Seeing with a child's eyes
In seeing with a child's eyes, every situation will always appear new to us. If every situation is new, then, by definition, we can hold no expectation. We don't "know" what's going to happen; we can only wait and see. If we enter into a situation "knowing", as it were, then we lose the opportunity to experience the nuances and differences that make that experience unique, even if that experience is seemingly identical to one that we've had before.
We hear this all the time, but, in this context if we harbor an expectation, then we are not connected to what's happening around us. Walking in with a full cup and a sensibility of "knowing", we are not present in the moment, we are only present in our past. Being present connects us to our experience in such a way that we don't end up interfering with ourselves or getting in our own way. We are open to the newness of the experience, so it becomes fresh and novel.
Check your premise
Checking your premise means taking a hard look at whether or not what you believe actually matches with reality.

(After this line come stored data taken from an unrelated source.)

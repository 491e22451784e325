pub mod fhir;

pub use fhir::{FhirClient, FhirError};
use std::convert::Infallible;
use std::sync::Arc;

use axum::{
    extract::{Path, State},
    response::{
        sse::{Event, KeepAlive, Sse},
        Json,
    },
};
use axum_extra::TypedHeader;
use futures::stream::{self, Stream};
use headers::{authorization::Bearer, Authorization};
use serde_json::{json, Value};
use tracing::{info, warn};

use shared_models::AppError;

use crate::models::QueueStatus;
use crate::services::QueueTrackerService;

/// Current queue status for an appointment, starting tracking if needed.
#[axum::debug_handler]
pub async fn get_queue_status(
    State(tracker): State<Arc<QueueTrackerService>>,
    TypedHeader(auth): TypedHeader<Authorization<Bearer>>,
    Path(appointment_id): Path<String>,
) -> Result<Json<QueueStatus>, AppError> {
    let status = tracker.current_status(&appointment_id, auth.token()).await?;
    Ok(Json(status))
}

/// Server-sent events carrying every published status until the
/// subscription is stopped.
pub async fn stream_queue_status(
    State(tracker): State<Arc<QueueTrackerService>>,
    TypedHeader(auth): TypedHeader<Authorization<Bearer>>,
    Path(appointment_id): Path<String>,
) -> Result<Sse<impl Stream<Item = Result<Event, Infallible>>>, AppError> {
    let rx = tracker.subscribe(&appointment_id, auth.token()).await?;
    info!("Opening queue status stream for appointment {}", appointment_id);

    let events = stream::unfold((rx, true), |(mut rx, first)| async move {
        if !first && rx.changed().await.is_err() {
            return None;
        }

        let status = *rx.borrow_and_update();
        match Event::default().event("queue_status").json_data(status) {
            Ok(event) => Some((Ok::<Event, Infallible>(event), (rx, false))),
            Err(e) => {
                warn!("Failed to encode queue status event: {}", e);
                None
            }
        }
    });

    Ok(Sse::new(events).keep_alive(KeepAlive::default()))
}

#[axum::debug_handler]
pub async fn unsubscribe_queue_status(
    State(tracker): State<Arc<QueueTrackerService>>,
    TypedHeader(_auth): TypedHeader<Authorization<Bearer>>,
    Path(appointment_id): Path<String>,
) -> Result<Json<Value>, AppError> {
    tracker.unsubscribe(&appointment_id).await?;

    Ok(Json(json!({
        "success": true,
        "appointment_id": appointment_id,
    })))
}

#[axum::debug_handler]
pub async fn list_tracked_appointments(
    State(tracker): State<Arc<QueueTrackerService>>,
    TypedHeader(_auth): TypedHeader<Authorization<Bearer>>,
) -> Result<Json<Value>, AppError> {
    let tracked = tracker.active_appointments().await;

    Ok(Json(json!({
        "appointments": tracked,
        "total": tracked.len(),
    })))
}
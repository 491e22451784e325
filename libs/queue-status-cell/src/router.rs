use std::sync::Arc;

use axum::{routing::get, Router};

use crate::handlers::*;
use crate::services::QueueTrackerService;

pub fn queue_status_routes(tracker: Arc<QueueTrackerService>) -> Router {
    Router::new()
        .route("/", get(list_tracked_appointments))
        .route(
            "/{appointment_id}",
            get(get_queue_status).delete(unsubscribe_queue_status),
        )
        .route("/{appointment_id}/stream", get(stream_queue_status))
        .with_state(tracker)
}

Neurosis is often touted as doing something over and over again expecting it to change. The belief system version of that is a sort of frozen world view - "That's just how it is" or "That's just the way I am". Taking a step back from a consistently disappointing experience and looking at whether or not we're starting from a realistic place will help us adjust our perspective in such a way so as to more accurately match reality and get a potentially different outcome.

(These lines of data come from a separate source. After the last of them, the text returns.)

// libs/queue-status-cell/src/services/poller.rs
use std::sync::Arc;

use tokio::sync::watch;
use tokio_util::sync::CancellationToken;
use tracing::{debug, info, instrument, warn};

use crate::models::{AppointmentRef, PollerState, QueueSettings, QueueStatus};
use crate::services::clock::Clock;
use crate::services::estimator::QueueEstimator;
use crate::services::roster::RosterFetcher;

/// Collaborators shared by every poller.
#[derive(Clone)]
pub struct PollerDeps {
    pub fetcher: Arc<dyn RosterFetcher>,
    pub estimator: QueueEstimator,
    pub clock: Arc<dyn Clock>,
    pub settings: QueueSettings,
}

/// Consumer handle onto one appointment's poller. Dropping it stops the
/// poller.
pub struct QueueSubscription {
    appointment_id: String,
    status_rx: watch::Receiver<QueueStatus>,
    state_rx: watch::Receiver<PollerState>,
    target_tx: Arc<watch::Sender<AppointmentRef>>,
    cancel: CancellationToken,
}

impl QueueSubscription {
    pub fn appointment_id(&self) -> &str {
        &self.appointment_id
    }

    pub fn current(&self) -> QueueStatus {
        *self.status_rx.borrow()
    }

    /// A fresh observer of published statuses.
    pub fn receiver(&self) -> watch::Receiver<QueueStatus> {
        self.status_rx.clone()
    }

    pub fn state(&self) -> PollerState {
        *self.state_rx.borrow()
    }

    pub fn state_receiver(&self) -> watch::Receiver<PollerState> {
        self.state_rx.clone()
    }

    pub fn is_stopped(&self) -> bool {
        self.cancel.is_cancelled() || self.state() == PollerState::Stopped
    }

    /// The appointment as the poller last saw it, from the consumer or the
    /// record store.
    pub fn target(&self) -> AppointmentRef {
        self.target_tx.borrow().clone()
    }

    /// Hands the poller a newer version of the tracked appointment. Versions
    /// that do not change id, start or status are ignored.
    pub fn update_target(&self, target: AppointmentRef) -> bool {
        self.target_tx.send_if_modified(|current| {
            if current.differs_for_tracking(&target) {
                *current = target;
                true
            } else {
                false
            }
        })
    }

    pub fn unsubscribe(self) {
        drop(self);
    }
}

impl Drop for QueueSubscription {
    fn drop(&mut self) {
        if !self.cancel.is_cancelled() {
            debug!("Unsubscribing queue status for appointment {}", self.appointment_id);
            self.cancel.cancel();
        }
    }
}

enum Wake {
    Cancelled,
    TargetChanged,
    Timer,
}

/// Refresh loop for one tracked appointment: Idle until the target is a
/// same-day arrived appointment, Active while it is, Stopped once the
/// subscription goes away.
///
/// Active ticks read the practitioner's roster. Idle ticks only re-read the
/// target appointment, so a check-in or a new clinic day is noticed without
/// any consumer involvement.
pub struct QueuePoller {
    target: AppointmentRef,
    auth_token: String,
    deps: PollerDeps,
    status_tx: watch::Sender<QueueStatus>,
    state_tx: watch::Sender<PollerState>,
    target_tx: Arc<watch::Sender<AppointmentRef>>,
    target_rx: watch::Receiver<AppointmentRef>,
    cancel: CancellationToken,
}

impl QueuePoller {
    pub fn spawn(target: AppointmentRef, auth_token: impl Into<String>, deps: PollerDeps) -> QueueSubscription {
        let (status_tx, status_rx) = watch::channel(QueueStatus::not_applicable());
        let (state_tx, state_rx) = watch::channel(PollerState::Idle);
        let (target_tx, target_rx) = watch::channel(target.clone());
        let target_tx = Arc::new(target_tx);
        let cancel = CancellationToken::new();

        let appointment_id = target.id.clone();
        let poller = Self {
            target,
            auth_token: auth_token.into(),
            deps,
            status_tx,
            state_tx,
            target_tx: target_tx.clone(),
            target_rx,
            cancel: cancel.clone(),
        };

        tokio::spawn(poller.run());

        QueueSubscription {
            appointment_id,
            status_rx,
            state_rx,
            target_tx,
            cancel,
        }
    }

    async fn run(mut self) {
        info!("Queue poller started for appointment {}", self.target.id);

        let mut state = self.evaluate_target(true);

        while state != PollerState::Stopped {
            if state == PollerState::Active {
                state = self.tick().await;
                if state != PollerState::Active {
                    continue;
                }
            }

            state = match self.wait().await {
                Wake::Cancelled => PollerState::Stopped,
                Wake::TargetChanged => {
                    self.target = self.target_rx.borrow_and_update().clone();
                    debug!("Target appointment {} changed to status {}", self.target.id, self.target.status);
                    self.evaluate_target(state == PollerState::Active)
                }
                Wake::Timer if state == PollerState::Idle => self.refresh_idle_target().await,
                Wake::Timer => state,
            };
        }

        self.state_tx.send_replace(PollerState::Stopped);
        info!("Queue poller stopped for appointment {}", self.target.id);
    }

    /// Sleeps one interval, armed from the end of the previous tick, unless
    /// cancelled or handed a new target first.
    async fn wait(&mut self) -> Wake {
        let interval = self.deps.settings.poll_interval();

        tokio::select! {
            biased;
            _ = self.cancel.cancelled() => Wake::Cancelled,
            changed = self.target_rx.changed() => match changed {
                Ok(()) => Wake::TargetChanged,
                Err(_) => Wake::Cancelled,
            },
            _ = tokio::time::sleep(interval) => Wake::Timer,
        }
    }

    /// Decides between Idle and Active for the current target. Leaving Active
    /// (or starting out Idle) publishes `NotApplicable`.
    fn evaluate_target(&mut self, publish_when_idle: bool) -> PollerState {
        let now = self.deps.clock.now();

        if self.deps.estimator.is_applicable(&self.target, now) {
            self.set_state(PollerState::Active);
            PollerState::Active
        } else {
            if publish_when_idle {
                self.publish(QueueStatus::not_applicable());
            }
            self.set_state(PollerState::Idle);
            PollerState::Idle
        }
    }

    /// Re-reads the target appointment while Idle. The clock is re-checked
    /// even when the read fails.
    #[instrument(skip(self), fields(appointment_id = %self.target.id))]
    async fn refresh_idle_target(&mut self) -> PollerState {
        let result = self
            .deps
            .fetcher
            .fetch_appointment(&self.target.id, &self.auth_token)
            .await;

        if self.cancel.is_cancelled() {
            return PollerState::Stopped;
        }

        match result {
            Ok(fresh) => self.store_target(fresh),
            Err(e) => warn!("Idle target refresh failed: {}", e),
        }

        self.evaluate_target(false)
    }

    /// Adopts the record store's version of the target and writes it back to
    /// the subscription without waking this poller, so consumer updates are
    /// compared against what the poller actually saw. A consumer update still
    /// waiting to be read takes precedence.
    fn store_target(&mut self, fresh: AppointmentRef) {
        if fresh.differs_for_tracking(&self.target) {
            info!(
                "Appointment {} changed in the record store: status {} -> {}",
                self.target.id, self.target.status, fresh.status
            );
        }

        if !self.target_rx.has_changed().unwrap_or(false) {
            self.target_tx.send_if_modified(|current| {
                *current = fresh.clone();
                false
            });
        }

        self.target = fresh;
    }

    #[instrument(skip(self), fields(appointment_id = %self.target.id))]
    async fn tick(&mut self) -> PollerState {
        let day = self.deps.estimator.local_day(self.target.start);

        let result = self
            .deps
            .fetcher
            .fetch_roster(&self.target.practitioner_id, day, &self.target.id, &self.auth_token)
            .await;

        if self.cancel.is_cancelled() {
            debug!("Discarding in-flight queue refresh for stopped poller");
            return PollerState::Stopped;
        }

        let roster = match result {
            Ok(roster) => roster,
            Err(e) => {
                warn!("Queue refresh failed, keeping previous status: {}", e);
                return PollerState::Active;
            }
        };

        if let Some(fresh) = roster.find(&self.target.id) {
            self.store_target(fresh.clone());
        }

        let now = self.deps.clock.now();
        if !self.deps.estimator.is_applicable(&self.target, now) {
            return self.evaluate_target(true);
        }

        let status = self.deps.estimator.estimate(
            &self.target,
            &roster.appointments,
            roster.target_encounter.as_ref(),
            now,
        );
        self.publish(status);

        PollerState::Active
    }

    fn publish(&self, status: QueueStatus) {
        if self.cancel.is_cancelled() {
            return;
        }
        self.status_tx.send_replace(status);
    }

    fn set_state(&self, state: PollerState) {
        let previous = self.state_tx.send_replace(state);
        if previous != state {
            info!("Queue poller for appointment {}: {:?} -> {:?}", self.target.id, previous, state);
        }
    }
}

#[cfg(test)]
mod tests {
    use super::*;
    use chrono::{DateTime, Duration, TimeZone, Utc};
    use chrono_tz::Tz;

    use crate::error::QueueStatusError;
    use crate::models::{AppointmentStatus, QueueStage, Roster};
    use crate::services::clock::FixedClock;
    use crate::services::roster::MockRosterFetcher;

    fn now() -> DateTime<Utc> {
        Utc.with_ymd_and_hms(2025, 3, 14, 10, 30, 0).unwrap()
    }

    fn target(status: AppointmentStatus) -> AppointmentRef {
        AppointmentRef {
            id: "target".to_string(),
            start: now() + Duration::minutes(30),
            end: None,
            status,
            practitioner_id: "dr-1".to_string(),
        }
    }

    fn deps(fetcher: MockRosterFetcher) -> PollerDeps {
        let settings = QueueSettings::default();
        PollerDeps {
            fetcher: Arc::new(fetcher),
            estimator: QueueEstimator::new(&settings, Tz::UTC),
            clock: Arc::new(FixedClock::new(now())),
            settings,
        }
    }

    async fn next_status(rx: &mut watch::Receiver<QueueStatus>) -> QueueStatus {
        rx.changed().await.unwrap();
        *rx.borrow_and_update()
    }

    #[tokio::test(start_paused = true)]
    async fn test_fetch_error_keeps_previous_status() {
        let mut fetcher = MockRosterFetcher::new();
        let mut calls = 0;
        fetcher.expect_fetch_roster().returning(move |_, _, _, _| {
            calls += 1;
            if calls == 2 {
                Err(QueueStatusError::Fetch("store unavailable".to_string()))
            } else {
                Ok(Roster {
                    appointments: vec![target(AppointmentStatus::Arrived)],
                    target_encounter: None,
                })
            }
        });

        let subscription = QueuePoller::spawn(target(AppointmentStatus::Arrived), "token", deps(fetcher));
        let mut rx = subscription.receiver();

        let first = next_status(&mut rx).await;
        assert_eq!(first.stage, QueueStage::Waiting);
        assert_eq!(first.estimated_wait_minutes, 10);

        // Second tick fails: nothing is published and the value is retained.
        tokio::time::sleep(std::time::Duration::from_secs(6)).await;
        assert_eq!(subscription.current(), first);
        assert_eq!(subscription.state(), PollerState::Active);

        // Third tick succeeds again.
        let third = next_status(&mut rx).await;
        assert_eq!(third, first);
    }

    #[tokio::test(start_paused = true)]
    async fn test_not_arrived_target_stays_idle_without_fetching_roster() {
        let mut fetcher = MockRosterFetcher::new();
        fetcher.expect_fetch_roster().never();
        fetcher
            .expect_fetch_appointment()
            .returning(|_, _| Ok(target(AppointmentStatus::Booked)));

        let subscription = QueuePoller::spawn(target(AppointmentStatus::Booked), "token", deps(fetcher));
        let mut rx = subscription.receiver();

        assert_eq!(next_status(&mut rx).await, QueueStatus::not_applicable());
        tokio::time::sleep(std::time::Duration::from_secs(60)).await;
        assert_eq!(subscription.state(), PollerState::Idle);
    }

    #[tokio::test(start_paused = true)]
    async fn test_fulfilled_in_store_moves_poller_to_idle() {
        let mut fetcher = MockRosterFetcher::new();
        fetcher.expect_fetch_roster().times(1).returning(|_, _, _, _| {
            Ok(Roster {
                appointments: vec![target(AppointmentStatus::Fulfilled)],
                target_encounter: None,
            })
        });
        fetcher
            .expect_fetch_appointment()
            .returning(|_, _| Ok(target(AppointmentStatus::Fulfilled)));

        let subscription = QueuePoller::spawn(target(AppointmentStatus::Arrived), "token", deps(fetcher));
        let mut state_rx = subscription.state_receiver();

        state_rx.wait_for(|s| *s == PollerState::Idle).await.unwrap();
        assert_eq!(subscription.current(), QueueStatus::not_applicable());
        assert_eq!(subscription.target().status, AppointmentStatus::Fulfilled);

        // No further roster reads while idle.
        tokio::time::sleep(std::time::Duration::from_secs(30)).await;
        assert_eq!(subscription.state(), PollerState::Idle);
    }

    #[tokio::test(start_paused = true)]
    async fn test_idle_poller_notices_check_in() {
        let mut fetcher = MockRosterFetcher::new();
        let mut reads = 0;
        fetcher.expect_fetch_appointment().returning(move |_, _| {
            reads += 1;
            if reads < 2 {
                Ok(target(AppointmentStatus::Booked))
            } else {
                Ok(target(AppointmentStatus::Arrived))
            }
        });
        fetcher.expect_fetch_roster().returning(|_, _, _, _| {
            Ok(Roster {
                appointments: vec![target(AppointmentStatus::Arrived)],
                target_encounter: None,
            })
        });

        let subscription = QueuePoller::spawn(target(AppointmentStatus::Booked), "token", deps(fetcher));
        let mut rx = subscription.receiver();

        assert_eq!(next_status(&mut rx).await, QueueStatus::not_applicable());

        // First idle read still sees booked; the second sees the check-in.
        let status = next_status(&mut rx).await;
        assert_eq!(status.stage, QueueStage::Waiting);
        assert_eq!(subscription.state(), PollerState::Active);
        assert_eq!(subscription.target().status, AppointmentStatus::Arrived);
    }
}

Discard your fixed fantasies
Many times, the people whom we encounter in our lives tell us stories and we fervently cling to them. These are often cultural notions like, "If I go to an Ivy League college I'm going to get a really good job and be wealthy" or "If I marry the right kind of wo/man, I am going to be a success". Other ideas we hold dear are simply woven into the fabric of culture and society like, "A woman's place is in the home" or "Men are the breadwinners". Discarding these sorts of societal fixed fantasies is something that is very important for us in terms of learning to be flexible within the context of a changing culture. If, say, we bring to the table of the mores with which our parents raised us and try to apply them to a teenager in the 21st century, it's simply not going to work because those mores - and the expectations that spawned them -- are trapped in the time they were applicable.
This simple collection of perspectives can help us to gain freedom from the trap of expectation that we set upon ourselves. Being open to experience, seeing things with fresh eyes, staying connected, being realistic and letting go of old beliefs lead us to a place where, rather than finding ourselves like a gnarled, old oak standing forth against a gathering storm, we can bend like a reed in the wind.